Pakistan will have to learn from Turkey, Saudi Arabia, Egypt and other US-friendly nations how they

By Ahmed Quraishi
December 24, 2008
Pakistan will have to learn from Turkey, Saudi Arabia, Egypt and other US-friendly nations how they pushed back American interference. This is important for us to be able to also understand how to push back the Indians. India appears set to launch its new career as an interventionist power at Pakistan's expense. It will fall to Pakistan to help Indian warmongers understand the limits of their designs. Pakistan will need a government that can match and not succumb.

Indian provocations need to be matched. We need to also recognise that the rise in tensions in the region is happening with the direct nod from our ally, the United States. Pakistani appeasement has emboldened our detractors. Polite statements from the Pakistani leadership will not do. Sonia Gandhi and Pranab Mukherjee must be put in their places.

I saw this happen firsthand. Ambassador Edward W Gnehm's aggressive interference in Kuwaiti affairs was the first sign of United States' coming pre-emptive policy in the Gulf region. It was 1992 and the US military had just expelled Iraqi forces from the oil-rich emirate. 'Skip' Gnehm, as friends and colleagues called him, strutted all over the country encouraging Kuwaitis to limit the powers of the ruling family. He was so effective in exploiting Kuwait's insecurities and extracting concessions that Washington decided in 1996 to appoint him in Riyadh. That's when the coldest spell in Saudi-US relations began. There was no American envoy in Riyadh for almost two years because the Saudis had put their feet down and refused to accept Mr Gnehm's papers. Washington had to budge eventually. The Turks and the Egyptians have also survived many US attempts at belligerent arm-twisting.

The Indian 'evidence' against Pakistan for Mumbai attacks is inadmissible in any court of law. Yet New Delhi is using it to bully Pakistan with full American and British support. Pakistani officials must understand that India wants to use Mumbai to launch a new career as an aggressive superpower. Mumbai is India's opportunity to legitimize action beyond its borders, which is what superpowers do. Evidence here doesn't matter.

Pakistan will have to either match Indian bullying or accept Indian hegemony for the rest of this century. President Zardari and Prime Minister Gilani's calm reactions to Indian provocations were partially acceptable in the initial stages. But there is no excuse now for turning the other cheek. Pakistani reluctance to call India's bluff and forcefully present its case has emboldened the Indians.

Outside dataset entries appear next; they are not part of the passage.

//! # courier-engine
//!
//! Message lifecycle engine for courier.
//!
//! This crate provides:
//! - [`MessagingService`], the validate → persist → invalidate → emit
//!   orchestration over a [`courier_core::MessageStore`]
//! - [`ThreadBuilder`], bounded breadth-first thread reconstruction
//! - [`UnreadIndex`], the in-process cache for unread queries
pub mod service;
pub mod thread;
pub mod unread;

pub use service::{MessagingService, SendReceipt};
pub use thread::ThreadBuilder;
pub use unread::{CacheStats, UnreadIndex};
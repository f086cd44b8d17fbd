//! Live-Postgres suite for the transactional store.
//!
//! Requires a running PostgreSQL instance (TEST_DATABASE_URL). Ignored by
//! default so the standard test run stays hermetic; run with `--ignored`.

use courier_core::{ApplyEditRequest, CreateConversationRequest, CreateUserRequest, MessageStore};
use courier_db::test_fixtures::{sample_message, sample_notification, test_database_url};
use courier_db::{create_pool, PgStore};
use uuid::Uuid;

async fn setup_store() -> PgStore {
    let pool = create_pool(&test_database_url())
        .await
        .expect("failed to create test pool");
    let store = PgStore::new(pool);
    store.migrate().await.expect("migrations failed");
    store
}

fn unique_email(prefix: &str) -> String {
    format!("{}+{}@example.com", prefix, Uuid::new_v4().simple())
}

async fn seed_user(store: &PgStore, prefix: &str) -> courier_core::User {
    store
        .create_user(CreateUserRequest {
            email: unique_email(prefix),
            display_name: prefix.to_string(),
        })
        .await
        .expect("failed to create user")
}

#[tokio::test]
#[ignore]
async fn message_and_notifications_commit_together() {
    let store = setup_store().await;
    let a = seed_user(&store, "sender").await;
    let b = seed_user(&store, "recipient").await;
    let conv = store
        .create_conversation(CreateConversationRequest {
            participant_ids: vec![a.id, b.id],
            is_group: false,
            group_name: None,
        })
        .await
        .expect("failed to create conversation");

    let msg = sample_message(conv.id, a.id, "hello over the wire");
    let n = sample_notification(b.id, msg.id);
    store
        .insert_message(&msg, std::slice::from_ref(&n))
        .await
        .expect("insert failed");

    let fetched = store.fetch_message(msg.id).await.expect("fetch failed");
    assert_eq!(fetched.body, "hello over the wire");
    let notifications = store
        .notifications_for_user(b.id)
        .await
        .expect("listing failed");
    assert!(notifications.iter().any(|x| x.id == n.id));

    // Re-inserting a fan-out row for the same (recipient, message) pair is
    // absorbed by the dedup index.
    let again = sample_notification(b.id, msg.id);
    store
        .insert_message(&sample_message(conv.id, a.id, "second"), &[again])
        .await
        .expect("insert failed");
    let per_message: usize = store
        .notifications_for_user(b.id)
        .await
        .expect("listing failed")
        .iter()
        .filter(|x| x.message_id == Some(msg.id))
        .count();
    assert_eq!(per_message, 1);
}

#[tokio::test]
#[ignore]
async fn edit_writes_history_only_on_change() {
    let store = setup_store().await;
    let a = seed_user(&store, "editor").await;
    let b = seed_user(&store, "reader").await;
    let conv = store
        .create_conversation(CreateConversationRequest {
            participant_ids: vec![a.id, b.id],
            is_group: false,
            group_name: None,
        })
        .await
        .expect("failed to create conversation");
    let msg = sample_message(conv.id, a.id, "v1");
    store.insert_message(&msg, &[]).await.expect("insert failed");

    let noop = store
        .apply_edit(ApplyEditRequest {
            message_id: msg.id,
            new_body: "v1".to_string(),
            editor_id: a.id,
            reason: None,
        })
        .await
        .expect("edit failed");
    assert!(noop.history.is_none());

    let edited = store
        .apply_edit(ApplyEditRequest {
            message_id: msg.id,
            new_body: "v2".to_string(),
            editor_id: a.id,
            reason: Some("clarify".to_string()),
        })
        .await
        .expect("edit failed");
    assert_eq!(edited.message.body, "v2");
    assert!(edited.message.edited);

    let history = store
        .history_for_message(msg.id)
        .await
        .expect("history failed");
    assert_eq!(history.len(), 1);
    assert_eq!(history[0].old_body, "v1");
}

#[tokio::test]
#[ignore]
async fn delete_user_cascade_counts_and_purges() {
    let store = setup_store().await;
    let a = seed_user(&store, "leaver").await;
    let b = seed_user(&store, "stayer").await;
    let conv = store
        .create_conversation(CreateConversationRequest {
            participant_ids: vec![a.id, b.id],
            is_group: false,
            group_name: None,
        })
        .await
        .expect("failed to create conversation");

    let from_a = sample_message(conv.id, a.id, "from a");
    store
        .insert_message(&from_a, &[sample_notification(b.id, from_a.id)])
        .await
        .expect("insert failed");
    let mut reply = sample_message(conv.id, b.id, "from b");
    reply.parent_id = Some(from_a.id);
    store
        .insert_message(&reply, &[sample_notification(a.id, reply.id)])
        .await
        .expect("insert failed");

    let summary = store.delete_user(a.id).await.expect("cascade failed");
    assert_eq!(summary.sent_messages, 1);
    assert_eq!(summary.received_messages, 1);
    assert_eq!(summary.notifications, 1);
    assert_eq!(summary.orphaned_notifications, 1);
    assert_eq!(summary.conversations_deleted, 0);
    assert_eq!(summary.conversations_left, 1);

    // The reply survives with its parent link severed.
    let survivor = store.fetch_message(reply.id).await.expect("fetch failed");
    assert_eq!(survivor.parent_id, None);
    assert!(store
        .notifications_for_user(b.id)
        .await
        .expect("listing failed")
        .iter()
        .all(|n| n.message_id != Some(from_a.id)));
    assert!(store.delete_user(a.id).await.is_err());
}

Beginning with the Indian blockade on Pakistan's water from Kashmir, which is an act of war. Subsequent Indian actions, visa restrictions on Pakistanis, cancellation of talks, freezing sports events and harassing Pakistani visitors to India are all signs that New Delhi is convinced about Pakistani weakness. The weakness of the Pakistani government is feeding this misconception. Aside from some statements by our foreign minister, Pakistani officials are yet to pay the Indians in the same coin. We need to hear a stronger reaction to the childish and provocative statements of Ms Gandhi and her foreign minister.

Also, where is the government's media machine? Is it all reserved for PPP anniversaries and events? When will the state-run media wake up and realise we are staring into a possible war? Why our media and diplomats abroad have failed to show the world the immature and bellicose behaviour of the Indian government? Why no Pakistani official has come out to condemn how Pakistani artists and visitors to India were harassed and turned back? And why Indian movies are still playing in a cinema hall right next to the Pakistani military headquarters?

It is also a matter of concern that the rise in Indian hostilities is coinciding with mysterious riots in Karachi, an ill timed attempt to generate controversy over renaming NWFP, and now the Balochistan chief minister's sudden challenge to the rest of the country to prove Indian interference in the province, whose evidence was shared with no less than the U.S. military chief himself.

India, a country burdened by multiple ethnic fault lines, should not do something that might eventually run out of its control.